Design strategy for our label-free SERS-based aptasensor platform for SARS-CoV-2. (A) Targeted aptamer screening against spike (S) protein for detecting SARS-CoV-2 from clinical samples. Side and top view of the trimeric S protein on the surface of SARS-CoV-2 (PDB: 6VXX). (B) The particle display aptamer discovery process, in which solution-phase aptamer library molecules are converted to monoclonal aptamer particles, incubated with fluorescently-labeled S protein, and then subjected to fluorescence-activated cell sorting (FACS) to enrich library molecules with strong affinity for this target. (C) The aptamer is then conjugated onto a silver nanoforest (SNF) substrate for the detection of SARS-CoV-2. The intrinsic aptamer peaks shift in response to the conformational changes triggered by S protein binding to the aptamer.

Fig. 2

Round by round assessment of the particle display screening process. (A) FACS dot plots from all four rounds of screening at the stated concentrations ([T]) of recombinant trimeric S protein. (B) Mean fluorescence intensity (MFI) within the sort gate at different target concentrations in each of the four rounds. (C) Additional sorting experiments in the final round of screening with another sort gate at different target concentrations.

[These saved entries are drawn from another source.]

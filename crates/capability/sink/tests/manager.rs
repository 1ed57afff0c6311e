use bridge_connection::{BackoffPolicy, Shutdown};
use bridge_sink::{InMemorySinkClient, SinkConfig, SinkError, SinkManager};
use domain::{ConnectionState, FieldValue, Point};
use std::sync::Arc;
use std::sync::atomic::{AtomicUsize, Ordering};
use std::time::Duration;

fn fast_policy(max_retries: Option<u32>) -> BackoffPolicy {
    BackoffPolicy {
        initial_delay_ms: 1,
        max_delay_ms: 5,
        multiplier: 2.0,
        jitter_percent: 0,
        max_retries,
    }
}

fn config(batch_size: usize, linger_ms: u64) -> SinkConfig {
    SinkConfig {
        default_bucket: "telemetry".to_string(),
        batch_size,
        linger_ms,
        reconnect: fast_policy(Some(3)),
    }
}

fn point(value: f64) -> Point {
    let mut point = Point::new("climate", 1_700_000_000_000_000_000);
    point.tags.insert("building".to_string(), "b1".to_string());
    point
        .fields
        .insert("temperature".to_string(), FieldValue::Float(value));
    point
}

async fn wait_for_state(manager: &SinkManager, expected: ConnectionState) {
    let mut rx = manager.tracker().watch();
    tokio::time::timeout(Duration::from_secs(2), rx.wait_for(|state| *state == expected))
        .await
        .expect("state timeout")
        .expect("watch closed");
}

#[tokio::test]
async fn connect_is_idempotent() {
    let client = Arc::new(InMemorySinkClient::new());
    let manager = SinkManager::new(client.clone(), config(1, 0), Shutdown::new());

    manager.connect().await.expect("connect");
    manager.connect().await.expect("connect again");

    assert_eq!(manager.state(), ConnectionState::Connected);
    assert_eq!(client.ping_count(), 1);
}

#[tokio::test]
async fn write_fails_fast_when_not_connected() {
    let client = Arc::new(InMemorySinkClient::new());
    let manager = SinkManager::new(client.clone(), config(1, 0), Shutdown::new());

    let err = manager.write(None, point(1.0)).await.expect_err("not connected");
    assert!(err.is_transient());
    assert_eq!(client.write_calls(), 0);
}

#[tokio::test]
async fn write_uses_default_or_route_bucket() {
    let client = Arc::new(InMemorySinkClient::new());
    let manager = SinkManager::new(client.clone(), config(1, 0), Shutdown::new());
    manager.connect().await.expect("connect");

    manager.write(None, point(23.5)).await.expect("default bucket");
    manager
        .write(Some("archive"), point(24.0))
        .await
        .expect("route bucket");

    let writes = client.writes();
    assert_eq!(writes.len(), 2);
    assert_eq!(writes[0].bucket, "telemetry");
    assert_eq!(
        writes[0].lines,
        vec!["climate,building=b1 temperature=23.5 1700000000000000000".to_string()]
    );
    assert_eq!(writes[1].bucket, "archive");
}

#[tokio::test]
async fn concurrent_writes_share_one_batch() {
    let client = Arc::new(InMemorySinkClient::new());
    let manager = SinkManager::new(client.clone(), config(3, 5_000), Shutdown::new());
    manager.connect().await.expect("connect");

    let mut handles = Vec::new();
    for value in [1.0, 2.0, 3.0] {
        let manager = manager.clone();
        handles.push(tokio::spawn(async move {
            manager.write(None, point(value)).await
        }));
    }
    for handle in handles {
        handle.await.expect("join").expect("write");
    }

    assert_eq!(client.write_calls(), 1);
    assert_eq!(client.writes()[0].lines.len(), 3);
}

#[tokio::test]
async fn linger_flushes_partial_batch() {
    let client = Arc::new(InMemorySinkClient::new());
    let manager = SinkManager::new(client.clone(), config(10, 20), Shutdown::new());
    manager.connect().await.expect("connect");

    manager.write(None, point(1.0)).await.expect("write");

    assert_eq!(client.lines().len(), 1);
    assert_eq!(manager.buffered().await, 0);
}

#[tokio::test]
async fn transient_failure_starts_reconnect() {
    let client = Arc::new(InMemorySinkClient::new());
    let manager = SinkManager::new(client.clone(), config(1, 0), Shutdown::new());
    manager.connect().await.expect("connect");

    client.fail_next_ping(SinkError::Transient("connection refused".to_string()));
    client.fail_next_write(SinkError::Transient("connection reset".to_string()));
    let err = manager.write(None, point(1.0)).await.expect_err("transient");
    assert_eq!(err, SinkError::Transient("connection reset".to_string()));

    wait_for_state(&manager, ConnectionState::Connected).await;
    assert!(client.ping_count() >= 3);

    manager.write(None, point(1.0)).await.expect("after reconnect");
    assert_eq!(client.lines().len(), 1);
}

#[tokio::test]
async fn fatal_failure_does_not_reconnect() {
    let client = Arc::new(InMemorySinkClient::new());
    let manager = SinkManager::new(client.clone(), config(1, 0), Shutdown::new());
    manager.connect().await.expect("connect");

    client.fail_next_write(SinkError::Fatal("http 401: unauthorized".to_string()));
    let err = manager.write(None, point(1.0)).await.expect_err("fatal");

    assert!(matches!(err, SinkError::Fatal(_)));
    assert_eq!(manager.state(), ConnectionState::Connected);
    assert_eq!(client.ping_count(), 1);
}

#[tokio::test]
async fn flush_names_failed_points() {
    let client = Arc::new(InMemorySinkClient::new());
    let manager = SinkManager::new(client.clone(), config(10, 5_000), Shutdown::new());
    manager.connect().await.expect("connect");

    let writer = {
        let manager = manager.clone();
        tokio::spawn(async move { manager.write(None, point(7.0)).await })
    };
    tokio::time::timeout(Duration::from_secs(2), async {
        while manager.buffered().await == 0 {
            tokio::time::sleep(Duration::from_millis(1)).await;
        }
    })
    .await
    .expect("point buffered");

    client.fail_next_write(SinkError::Transient("timeout".to_string()));
    let err = manager.flush().await.expect_err("flush fails");
    assert_eq!(err.failed, vec![point(7.0)]);
    assert!(err.source.is_transient());

    let result = writer.await.expect("join");
    assert!(matches!(result, Err(SinkError::Transient(_))));
}

#[tokio::test]
async fn refused_point_does_not_fail_its_batch_mates() {
    let client = Arc::new(InMemorySinkClient::new());
    client.refuse_lines_containing("bad_sensor");
    let manager = SinkManager::new(client.clone(), config(2, 5_000), Shutdown::new());
    manager.connect().await.expect("connect");

    let mut refused = point(2.0);
    refused.measurement = "bad_sensor".to_string();
    let good = {
        let manager = manager.clone();
        tokio::spawn(async move { manager.write(None, point(1.0)).await })
    };
    let bad = {
        let manager = manager.clone();
        tokio::spawn(async move { manager.write(None, refused).await })
    };

    good.await.expect("join").expect("good point written");
    let err = bad.await.expect("join").expect_err("bad point refused");
    assert!(matches!(err, SinkError::Rejected(_)));

    // 一次整批提交 + 两次逐点重交
    assert_eq!(client.write_calls(), 3);
    assert_eq!(
        client.lines(),
        vec!["climate,building=b1 temperature=1 1700000000000000000".to_string()]
    );
    assert_eq!(manager.state(), ConnectionState::Connected);
}

#[tokio::test]
async fn wait_settled_returns_once_reconnected() {
    let client = Arc::new(InMemorySinkClient::new());
    let manager = SinkManager::new(client.clone(), config(1, 0), Shutdown::new());
    manager.connect().await.expect("connect");
    assert_eq!(manager.wait_settled().await, ConnectionState::Connected);

    for _ in 0..2 {
        client.fail_next_ping(SinkError::Transient("connection refused".to_string()));
    }
    client.fail_next_write(SinkError::Transient("connection reset".to_string()));
    manager.write(None, point(1.0)).await.expect_err("transient");

    let settled = tokio::time::timeout(Duration::from_secs(2), manager.wait_settled())
        .await
        .expect("settled in time");
    assert_eq!(settled, ConnectionState::Connected);
    assert_eq!(client.ping_count(), 4);
}

#[tokio::test]
async fn wait_settled_returns_on_shutdown() {
    let client = Arc::new(InMemorySinkClient::new());
    let shutdown = Shutdown::new();
    let manager = SinkManager::new(client.clone(), config(1, 0), shutdown.clone());
    manager.connect().await.expect("connect");
    manager
        .tracker()
        .transition(ConnectionState::Reconnecting)
        .expect("reconnecting");

    shutdown.trigger();
    let settled = tokio::time::timeout(Duration::from_secs(2), manager.wait_settled())
        .await
        .expect("settled in time");
    assert_eq!(settled, ConnectionState::Reconnecting);
}

#[tokio::test]
async fn unwritable_point_is_rejected() {
    let client = Arc::new(InMemorySinkClient::new());
    let manager = SinkManager::new(client.clone(), config(1, 0), Shutdown::new());
    manager.connect().await.expect("connect");

    let mut empty = Point::new("climate", 1);
    empty
        .fields
        .insert("temperature".to_string(), FieldValue::Float(f64::NAN));
    let err = manager.write(None, empty).await.expect_err("rejected");

    assert!(matches!(err, SinkError::Rejected(_)));
    assert_eq!(client.write_calls(), 0);
}

#[tokio::test]
async fn exhausted_reconnect_reports_fatal_once() {
    let client = Arc::new(InMemorySinkClient::new());
    let mut cfg = config(1, 0);
    cfg.reconnect = fast_policy(Some(1));
    let manager = SinkManager::new(client.clone(), cfg, Shutdown::new());
    manager.connect().await.expect("connect");

    let fatal = Arc::new(AtomicUsize::new(0));
    let counter = fatal.clone();
    manager.tracker().on_fatal(move |_| {
        counter.fetch_add(1, Ordering::SeqCst);
    });

    for _ in 0..2 {
        client.fail_next_ping(SinkError::Transient("refused".to_string()));
    }
    client.fail_next_write(SinkError::Transient("reset".to_string()));
    let _ = manager.write(None, point(1.0)).await;

    wait_for_state(&manager, ConnectionState::Disconnected).await;
    assert_eq!(fatal.load(Ordering::SeqCst), 1);
    assert!(!manager.tracker().report_fatal("again"));
}

#[tokio::test]
async fn connect_with_retry_stops_on_fatal() {
    let client = Arc::new(InMemorySinkClient::new());
    let manager = SinkManager::new(client.clone(), config(1, 0), Shutdown::new());

    client.fail_next_ping(SinkError::Fatal("http 404: bucket not found".to_string()));
    let err = manager.connect_with_retry().await.expect_err("fatal");

    assert!(matches!(err, SinkError::Fatal(_)));
    assert_eq!(client.ping_count(), 1);
    assert_eq!(manager.state(), ConnectionState::Disconnected);
}

#[tokio::test]
async fn connect_with_retry_exhausts_budget() {
    let client = Arc::new(InMemorySinkClient::new());
    let mut cfg = config(1, 0);
    cfg.reconnect = fast_policy(Some(2));
    let manager = SinkManager::new(client.clone(), cfg, Shutdown::new());

    for _ in 0..3 {
        client.fail_next_ping(SinkError::Transient("refused".to_string()));
    }
    let err = manager.connect_with_retry().await.expect_err("exhausted");

    assert!(matches!(err, SinkError::FatalDisconnect(_)));
    assert_eq!(client.ping_count(), 3);
}

#[tokio::test]
async fn connect_with_retry_recovers() {
    let client = Arc::new(InMemorySinkClient::new());
    let manager = SinkManager::new(client.clone(), config(1, 0), Shutdown::new());

    client.fail_next_ping(SinkError::Transient("refused".to_string()));
    manager.connect_with_retry().await.expect("recovered");

    assert_eq!(manager.state(), ConnectionState::Connected);
    assert_eq!(client.ping_count(), 2);
}
//! Broker 连接管理器
//!
//! 状态转换：`Disconnected -> Connecting -> Connected`；投递流中断时
//! `Connected -> Reconnecting`，按退避策略重新连接并恢复全部订阅，
//! 成功回到 `Connected`，预算耗尽则上报一次致命断连并停止消费。

use crate::error::{BrokerError, HandlerError};
use crate::transport::{BrokerTransport, Delivery, DeliveryStream};
use async_trait::async_trait;
use bridge_connection::{
    BackoffPolicy, ConnectionTracker, RetryError, Shutdown, Transition, retry,
};
use domain::{AckVerdict, ConnectionState, RawMessage, RouteRule};
use std::sync::{Arc, RwLock};
use tokio::sync::Mutex;
use tokio::task::JoinSet;
use tracing::{debug, info, warn};

/// 消息处理器：返回的确认结论由管理器转发给代理。
///
/// `subscription` 是投递该消息的订阅所对应的路由规则。
#[async_trait]
pub trait DeliveryHandler: Send + Sync {
    async fn handle(
        &self,
        subscription: &RouteRule,
        message: &RawMessage,
    ) -> Result<AckVerdict, HandlerError>;
}

/// Broker 管理器参数。
#[derive(Debug, Clone, Default)]
pub struct BrokerConfig {
    pub reconnect: BackoffPolicy,
}

type LostHandler = Box<dyn Fn(&BrokerError) + Send + Sync>;
type Subscriptions = Vec<(RouteRule, Box<dyn DeliveryStream>)>;

struct BrokerInner {
    transport: Arc<dyn BrokerTransport>,
    config: BrokerConfig,
    tracker: ConnectionTracker,
    rules: Mutex<Vec<RouteRule>>,
    streams: Mutex<Subscriptions>,
    lost_handlers: RwLock<Vec<LostHandler>>,
    shutdown: Shutdown,
}

/// 消息代理连接管理器（进程内唯一，克隆共享同一会话）。
#[derive(Clone)]
pub struct BrokerManager {
    inner: Arc<BrokerInner>,
}

/// 一轮消费会话的结束原因。
enum SessionEnd {
    Shutdown,
    Lost(BrokerError),
    Aborted(String),
}

impl BrokerManager {
    pub fn new(transport: Arc<dyn BrokerTransport>, config: BrokerConfig, shutdown: Shutdown) -> Self {
        let inner = BrokerInner {
            transport,
            config,
            tracker: ConnectionTracker::new("broker"),
            rules: Mutex::new(Vec::new()),
            streams: Mutex::new(Vec::new()),
            lost_handlers: RwLock::new(Vec::new()),
            shutdown,
        };
        Self {
            inner: Arc::new(inner),
        }
    }

    pub fn state(&self) -> ConnectionState {
        self.inner.tracker.state()
    }

    pub fn tracker(&self) -> &ConnectionTracker {
        &self.inner.tracker
    }

    /// 注册状态转换回调。
    pub fn on_transition(&self, handler: impl Fn(&Transition) + Send + Sync + 'static) {
        self.inner.tracker.on_transition(handler);
    }

    /// 注册连接中断回调（每次中断调用一次，随后进入重连）。
    pub fn on_connection_lost(&self, handler: impl Fn(&BrokerError) + Send + Sync + 'static) {
        if let Ok(mut handlers) = self.inner.lost_handlers.write() {
            handlers.push(Box::new(handler));
        }
    }

    /// 建立连接。已连接时直接返回。
    pub async fn connect(&self) -> Result<(), BrokerError> {
        let tracker = &self.inner.tracker;
        match tracker.state() {
            ConnectionState::Connected => return Ok(()),
            ConnectionState::Reconnecting => {
                return Err(BrokerError::Connect("reconnect in progress".to_string()));
            }
            _ => {}
        }
        tracker
            .transition(ConnectionState::Connecting)
            .map_err(|err| BrokerError::Connect(err.to_string()))?;
        match self.inner.transport.connect().await {
            Ok(()) => {
                tracker
                    .transition(ConnectionState::Connected)
                    .map_err(|err| BrokerError::Connect(err.to_string()))?;
                info!(target: "bridge.broker", "broker_connected");
                Ok(())
            }
            Err(err) => {
                let _ = tracker.transition(ConnectionState::Disconnected);
                Err(err)
            }
        }
    }

    /// 按退避策略重复 `connect`；预算耗尽时上报致命断连。
    pub async fn connect_with_retry(&self) -> Result<(), BrokerError> {
        let result = retry(
            "broker",
            &self.inner.config.reconnect,
            &self.inner.shutdown,
            BrokerError::is_permanent,
            |_| {
                let manager = self.clone();
                async move { manager.connect().await }
            },
        )
        .await;
        match result {
            Ok(()) => Ok(()),
            Err(RetryError::Permanent(err)) => Err(err),
            Err(RetryError::Cancelled) => {
                Err(BrokerError::Connect("cancelled by shutdown".to_string()))
            }
            Err(RetryError::Exhausted { attempts, last }) => {
                let reason = last.to_string();
                self.inner.tracker.report_fatal(&reason);
                Err(BrokerError::FatalDisconnect { attempts, reason })
            }
        }
    }

    /// 为每条路由声明队列并开始接收投递。
    pub async fn subscribe(&self, rules: &[RouteRule]) -> Result<(), BrokerError> {
        if self.state() != ConnectionState::Connected {
            return Err(BrokerError::ConnectionLost(format!(
                "broker is {}",
                self.state()
            )));
        }
        let streams = self.open_streams(rules).await?;
        *self.inner.rules.lock().await = rules.to_vec();
        self.inner.streams.lock().await.extend(streams);
        Ok(())
    }

    /// 消费全部订阅，直到收到关闭信号、处理器上报致命错误或重连预算耗尽。
    pub async fn consume(&self, handler: Arc<dyn DeliveryHandler>) -> Result<(), BrokerError> {
        loop {
            if self.inner.shutdown.is_triggered() {
                return Ok(());
            }
            let streams = std::mem::take(&mut *self.inner.streams.lock().await);
            if streams.is_empty() {
                return Err(BrokerError::Consume("no active subscriptions".to_string()));
            }
            match self.run_session(streams, handler.clone()).await {
                SessionEnd::Shutdown => {
                    info!(target: "bridge.broker", "consume_stopped");
                    return Ok(());
                }
                SessionEnd::Aborted(reason) => {
                    warn!(target: "bridge.broker", reason = %reason, "consume_aborted");
                    return Err(BrokerError::Aborted(reason));
                }
                SessionEnd::Lost(cause) => {
                    if self.inner.shutdown.is_triggered() {
                        return Ok(());
                    }
                    self.recover(cause).await?;
                }
            }
        }
    }

    /// 关闭连接；未确认的消息由代理重投。
    pub async fn close(&self) {
        self.inner.streams.lock().await.clear();
        self.inner.transport.close().await;
        let _ = self.inner.tracker.transition(ConnectionState::Disconnected);
        info!(target: "bridge.broker", "broker_closed");
    }

    async fn open_streams(&self, rules: &[RouteRule]) -> Result<Subscriptions, BrokerError> {
        let mut streams = Vec::with_capacity(rules.len());
        for rule in rules {
            let stream = self.inner.transport.subscribe(rule).await?;
            info!(
                target: "bridge.broker",
                route = %rule.label(),
                exchange_kind = rule.exchange_kind.as_str(),
                queue = rule.queue_name.as_deref().unwrap_or("<server-named>"),
                "subscribed"
            );
            streams.push((rule.clone(), stream));
        }
        Ok(streams)
    }

    /// 一次重连尝试：连接 + 恢复全部订阅；订阅失败时丢弃半成品连接。
    async fn reopen(&self, rules: &[RouteRule]) -> Result<Subscriptions, BrokerError> {
        self.inner.transport.connect().await?;
        match self.open_streams(rules).await {
            Ok(streams) => Ok(streams),
            Err(err) => {
                self.inner.transport.close().await;
                Err(err)
            }
        }
    }

    async fn recover(&self, cause: BrokerError) -> Result<(), BrokerError> {
        let tracker = &self.inner.tracker;
        tracker.transition_from(ConnectionState::Connected, ConnectionState::Reconnecting);
        warn!(target: "bridge.broker", error = %cause, "broker_connection_lost");
        if let Ok(handlers) = self.inner.lost_handlers.read() {
            for handler in handlers.iter() {
                handler(&cause);
            }
        }
        self.inner.transport.close().await;

        let rules = self.inner.rules.lock().await.clone();
        let result = retry(
            "broker",
            &self.inner.config.reconnect,
            &self.inner.shutdown,
            BrokerError::is_permanent,
            |_| {
                let manager = self.clone();
                let rules = rules.clone();
                async move { manager.reopen(&rules).await }
            },
        )
        .await;
        match result {
            Ok(streams) => {
                *self.inner.streams.lock().await = streams;
                tracker
                    .transition(ConnectionState::Connected)
                    .map_err(|err| BrokerError::Connect(err.to_string()))?;
                bridge_telemetry::record_broker_reconnect();
                info!(target: "bridge.broker", "broker_reconnected");
                Ok(())
            }
            Err(RetryError::Cancelled) => {
                let _ = tracker.transition(ConnectionState::Disconnected);
                Ok(())
            }
            Err(RetryError::Exhausted { attempts, last }) => {
                let reason = last.to_string();
                tracker.report_fatal(&reason);
                let _ = tracker.transition(ConnectionState::Disconnected);
                Err(BrokerError::FatalDisconnect { attempts, reason })
            }
            Err(RetryError::Permanent(err)) => {
                tracker.report_fatal(&err.to_string());
                let _ = tracker.transition(ConnectionState::Disconnected);
                Err(err)
            }
        }
    }

    async fn run_session(&self, streams: Subscriptions, handler: Arc<dyn DeliveryHandler>) -> SessionEnd {
        let mut workers = JoinSet::new();
        for (rule, stream) in streams {
            workers.spawn(consume_stream(
                rule,
                stream,
                handler.clone(),
                self.inner.shutdown.clone(),
            ));
        }
        let mut end = SessionEnd::Shutdown;
        while let Some(joined) = workers.join_next().await {
            let outcome = match joined {
                Ok(outcome) => outcome,
                Err(err) => SessionEnd::Aborted(format!("consumer task failed: {}", err)),
            };
            if !matches!(outcome, SessionEnd::Shutdown) {
                end = outcome;
                break;
            }
        }
        workers.shutdown().await;
        end
    }
}

/// 单个 channel 的消费循环：逐条处理，确认之后才拉取下一条。
async fn consume_stream(
    rule: RouteRule,
    mut stream: Box<dyn DeliveryStream>,
    handler: Arc<dyn DeliveryHandler>,
    shutdown: Shutdown,
) -> SessionEnd {
    let route = rule.label();
    loop {
        let next = tokio::select! {
            biased;
            _ = shutdown.wait() => return SessionEnd::Shutdown,
            next = stream.next() => next,
        };
        let Delivery { message, settler } = match next {
            Some(Ok(delivery)) => delivery,
            Some(Err(err)) => return SessionEnd::Lost(err),
            None => {
                return SessionEnd::Lost(BrokerError::ConnectionLost(format!(
                    "{} channel closed",
                    route
                )));
            }
        };

        let (verdict, fatal) = match handler.handle(&rule, &message).await {
            Ok(verdict) => (verdict, None),
            Err(HandlerError::Fatal(reason)) => (AckVerdict::RequeueReject, Some(reason)),
        };
        if let Err(err) = settler.settle(verdict).await {
            bridge_telemetry::record_settle_failure();
            warn!(
                target: "bridge.broker",
                route = %route,
                delivery_tag = message.delivery_tag,
                verdict = verdict.as_str(),
                error = %err,
                "settle_failed"
            );
            return match fatal {
                Some(reason) => SessionEnd::Aborted(reason),
                None => SessionEnd::Lost(err),
            };
        }
        debug!(
            target: "bridge.broker",
            route = %route,
            delivery_tag = message.delivery_tag,
            verdict = verdict.as_str(),
            "message_settled"
        );
        if let Some(reason) = fatal {
            return SessionEnd::Aborted(reason);
        }
    }
}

Overall, 5% of the top binders at 2 nM, 0.15% of the top binders at 2 nM, and 0.1% of the top binders at 0.5 nM of S protein were sorted using FACS.

Fig. 3

Characterization of the isolated S protein-binding aptamers. (A) Candidate aptamers from each of the four consensus sequence families were chosen for further analysis. ‘FP bead’ indicates the forward primer-coated bead used as a negative control. (B) Specificity measurements were also conducted against the trimeric S protein, subunit 1, subunit 2, the receptor-binding domain (RBD), and bovine serum albumin (BSA). (C, D) Dissociation constant (Kd) measurements of the best aptamers using a bead-based fluorescence assay. Kd was calculated from the fluorescence intensity of binding in a 1:1 binding model using GraphPad software.

Fig. 4

Design of the label-free SERS-based aptasensor. (A) Schematic illustration of SERS analysis using the SNF substrate. (B) Top and side view scanning electron microscopy (SEM) images of the SNF substrate. (C) Raman spectra with varying concentrations of rhodamine 6G on the SNF substrate. (D) Concentration-dependent Raman intensity of rhodamine 6G at 1,511 cm⁻¹. (E–G) Raman shifts of intrinsic signals for (E) SpS1-C1 and (F) SpS1-C4 at varying concentrations of the recombinant trimeric S protein. (G) The data show the detection limit of SpS1-C1 and -C4 on the SNF substrate based on Raman signal intensity at 1,587 cm⁻¹.

Fig. 5

Clinical validation of our SERS-based aptasensor. (A–D) SARS-CoV-2 detection in 80 nasopharyngeal specimens representing (A) negative controls or patients with (B) wild-type, (C) Delta, and (D) Omicron variants of SARS-CoV-2. (E) Sensitivity and specificity of detection of SARS-CoV-2 variants based on a threshold (dashed lines) calculated from the receiver operating characteristic (ROC) curve. The box indicates the standard deviation, and the white circle indicates the mean value. (F–H) ROC curves of diagnosis for (F) wild-type, (G) Delta, and (H) Omicron variants of SARS-CoV-2.